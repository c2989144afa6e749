use std::path::PathBuf;

use thiserror::Error;

#[derive(Debug, Error)]
pub enum ParseError {
    #[error("failed to parse YAML: {0}")]
    Yaml(#[from] serde_yaml_ng::Error),

    #[error("failed to parse JSON: {0}")]
    Json(#[from] serde_json::Error),

    #[error("invalid OpenAPI document: {0}")]
    Document(#[source] serde_json::Error),

    #[error("unsupported OpenAPI version: {0}")]
    UnsupportedVersion(String),

    #[error("missing required field: {0}")]
    MissingField(String),
}

#[derive(Debug, Error)]
pub enum ResolveError {
    #[error("circular reference detected: {0}")]
    CircularRef(String),

    #[error("invalid reference format: {0}")]
    InvalidRefFormat(String),

    #[error("external references are not supported: {0}")]
    External(String),

    #[error("reference target not found: {pointer} (missing segment `{segment}`)")]
    RefTargetNotFound { pointer: String, segment: String },

    #[error("reference {pointer} does not point at the expected object: {source}")]
    Shape {
        pointer: String,
        #[source]
        source: serde_json::Error,
    },
}

#[derive(Debug, Error)]
pub enum TransformError {
    #[error("parse error: {0}")]
    Parse(#[from] ParseError),

    #[error("resolve error: {0}")]
    Resolve(#[from] ResolveError),

    #[error("configuration error: {0}")]
    Config(#[from] ConfigError),

    #[error("transform failed: {0}")]
    Other(String),
}

#[derive(Debug, Error)]
pub enum ConfigError {
    #[error("failed to read config {path}: {source}")]
    Read {
        path: PathBuf,
        #[source]
        source: std::io::Error,
    },

    #[error("failed to parse config {path}: {source}")]
    Parse {
        path: PathBuf,
        #[source]
        source: serde_yaml_ng::Error,
    },

    #[error("alias for operation `{0}` must not be empty")]
    EmptyAlias(String),

    #[error("pagination keyword list must not contain empty entries")]
    EmptyPaginationKeyword,

    #[error("invalid name template `{template}` for {plugin}: {message}")]
    InvalidTemplate {
        plugin: String,
        template: String,
        message: String,
    },

    #[error("plugin `{0}` is configured more than once")]
    DuplicatePlugin(String),

    #[error("plugin `{plugin}` depends on unknown plugin `{dependency}`")]
    UnknownDependency { plugin: String, dependency: String },

    #[error("plugin dependency cycle involving `{0}`")]
    DependencyCycle(String),
}

#[derive(Debug, Error)]
pub enum InputError {
    #[error(
        "invalid Scalar shorthand format, expected \"scalar:@organization/project\", received: {0}"
    )]
    InvalidShorthand(String),

    #[error("the Scalar {0} cannot be empty")]
    EmptySegment(&'static str),
}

━━━━━━━━━━━━━━━━━━━━━━━━━━━━━━

Each line from the one containing "pub enum InputError" through the last line of the material must be restated word for word, with no other text.

● Solution to the exercise
pub enum InputError {
    #[error(
        "invalid Scalar shorthand format, expected \"scalar:@organization/project\", received: {0}"
    )]
    InvalidShorthand(String),

    #[error("the Scalar {0} cannot be empty")]
    EmptySegment(&'static str),
}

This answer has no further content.